Closed qkaiser closed 3 months ago
Thanks for drafting a fix for this issue. If the files are the same, skipping the syntax error and keeping everything else the same seems like a good solution.
When the files are different, it's probably useful for most users to be able to see all versions. I don't love the .1
syntax though, just because that makes the output directory less like how the files would look like in a standard system that was using the filesystem.
I don't have a deep understanding of these file formats. When two files exist with the same name what would actually happen in a typical system that used the format? Would only one version of the file show up and one be hidden? If that's the case (and there's a way to tell which one would show up), perhaps selecting the normal file for the standard unblob output location would be good and then adding the second (or third, etc) into a secondary output location?

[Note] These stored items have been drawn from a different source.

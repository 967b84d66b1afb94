//! Block placement across incompatible layout subsystems.
//!
//! A site builds its pages with one of several layout subsystems, and each
//! offers a different UI for adding blocks to a region. [`BlockManipulator`]
//! abstracts over the capability ("put this block in that region, take it out
//! again") rather than over the argument shape, so each variant defines what
//! its block identifier means:
//!
//! - [`WizardLayout`]: the block's human-readable label, as listed in the
//!   layout wizard's block table.
//! - [`InPlaceLayout`]: `"<category>/<plugin_id>"`, as offered by the in-place
//!   editor's content tray.
//!
//! The active variant is chosen from configuration through [`LayoutVariant`],
//! never by probing the page.

mod in_place;
mod wizard;

use std::fmt;

use clap::ValueEnum;
use serde::{Deserialize, Serialize};

pub use in_place::{InPlaceLayout, LayoutSave};
pub use wizard::WizardLayout;

use crate::error::{BlockError, Result};
use crate::session::{BrowserSession, ElementHandle};
use crate::wait::ConditionWaiter;

/// The layout subsystem active in the environment under test.
#[derive(Debug, Clone, Copy, Default, PartialEq, Eq, ValueEnum, Serialize, Deserialize)]
#[serde(rename_all = "snake_case")]
pub enum LayoutVariant {
    /// Layouts edited through the multi-step "Add new block" wizard.
    #[default]
    Wizard,
    /// Layouts edited in place on the rendered page.
    InPlace,
}

impl LayoutVariant {
    /// Build the manipulator for this variant.
    #[must_use]
    pub fn manipulator<'a>(
        self,
        session: &'a dyn BrowserSession,
        waiter: ConditionWaiter<'a>,
    ) -> Box<dyn BlockManipulator + 'a> {
        match self {
            Self::Wizard => Box::new(WizardLayout::new(session, waiter)),
            Self::InPlace => Box::new(InPlaceLayout::new(session, waiter)),
        }
    }

    /// Short name used in logs and error messages.
    #[must_use]
    pub const fn name(self) -> &'static str {
        match self {
            Self::Wizard => "wizard",
            Self::InPlace => "in-place",
        }
    }
}

impl fmt::Display for LayoutVariant {
    fn fmt(&self, f: &mut fmt::Formatter<'_>) -> fmt::Result {
        f.write_str(self.name())
    }
}

/// A block found in the live UI.
///
/// Holds the element the block was found at so callers can chain further
/// actions, such as opening its operations menu.
pub struct BlockHandle {
    identifier: String,
    region: String,
    element: ElementHandle,
}

impl BlockHandle {
    /// Create a handle for a block found at `element`.
    #[must_use]
    pub fn new(identifier: impl Into<String>, region: impl Into<String>, element: ElementHandle) -> Self {
        Self {
            identifier: identifier.into(),
            region: region.into(),
            element,
        }
    }

    /// The variant-specific identifier the block was looked up by.
    #[must_use]
    pub fn identifier(&self) -> &str {
        &self.identifier
    }

    /// The region the block was found in.
    #[must_use]
    pub fn region(&self) -> &str {
        &self.region
    }

    /// The row or DOM node representing the block.
    #[must_use]
    pub fn element(&self) -> &dyn crate::session::PageElement {
        self.element.as_ref()
    }
}

impl fmt::Debug for BlockHandle {
    fn fmt(&self, f: &mut fmt::Formatter<'_>) -> fmt::Result {
        f.debug_struct("BlockHandle")
            .field("identifier", &self.identifier)
            .field("region", &self.region)
            .finish_non_exhaustive()
    }
}

/// Place, remove, and locate blocks in a layout region.
pub trait BlockManipulator {
    /// The layout subsystem this manipulator drives.
    fn variant(&self) -> LayoutVariant;

    /// Make the block identified by `identifier` active in `region`.
    ///
    /// Returns once the placement is visible in the UI.
    ///
    /// # Errors
    ///
    /// Returns a wait, session, or block error if the UI does not reach the
    /// placed state.
    fn place(&self, identifier: &str, region: &str) -> Result<()>;

    /// Remove the single block identified by `identifier` from `region`.
    ///
    /// # Errors
    ///
    /// Returns `BlockError::BlockNotFound` or `BlockError::AmbiguousBlock`
    /// unless exactly one block matches, and `BlockError::NotSupported` when
    /// the subsystem offers no removal.
    fn remove(&self, identifier: &str, region: &str) -> Result<()>;

    /// Find the single block identified by `identifier` in `region`.
    ///
    /// # Errors
    ///
    /// Returns `BlockError::BlockNotFound` or `BlockError::AmbiguousBlock`
    /// unless exactly one block matches.
    fn assert_placed(&self, identifier: &str, region: &str) -> Result<BlockHandle>;
}

/// Reduce a set of matches to exactly one handle.
fn exactly_one(mut matches: Vec<ElementHandle>, identifier: &str, region: &str) -> Result<BlockHandle> {
    match matches.len() {
        0 => Err(BlockError::BlockNotFound {
            identifier: String::from(identifier),
            region: String::from(region),
        }
        .into()),
        1 => matches
            .pop()
            .map(|element| BlockHandle::new(identifier, region, element))
            .ok_or_else(|| {
                BlockError::BlockNotFound {
                    identifier: String::from(identifier),
                    region: String::from(region),
                }
                .into()
            }),
        count => Err(BlockError::AmbiguousBlock {
            identifier: String::from(identifier),
            region: String::from(region),
            count,
        }
        .into()),
    }
}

I tried this out and found there's still an issue with some firmware images: if fs_path.absolute_path.exists()
and fs_path.absolute_path
is a directory, the unlink call fails:
2024-02-12 02:15.14 [error ] Unknown error happened while extracting chunk pid=2445276
Traceback (most recent call last):
File "/unblob/unblob/processing.py", line 607, in _extract_chunk
if result := chunk.extract(inpath, extract_dir):
File "/unblob/unblob/models.py", line 118, in extract
return self.handler.extract(inpath, outdir)
File "/unblob/unblob/models.py", line 455, in extract
return self.EXTRACTOR.extract(inpath, outdir)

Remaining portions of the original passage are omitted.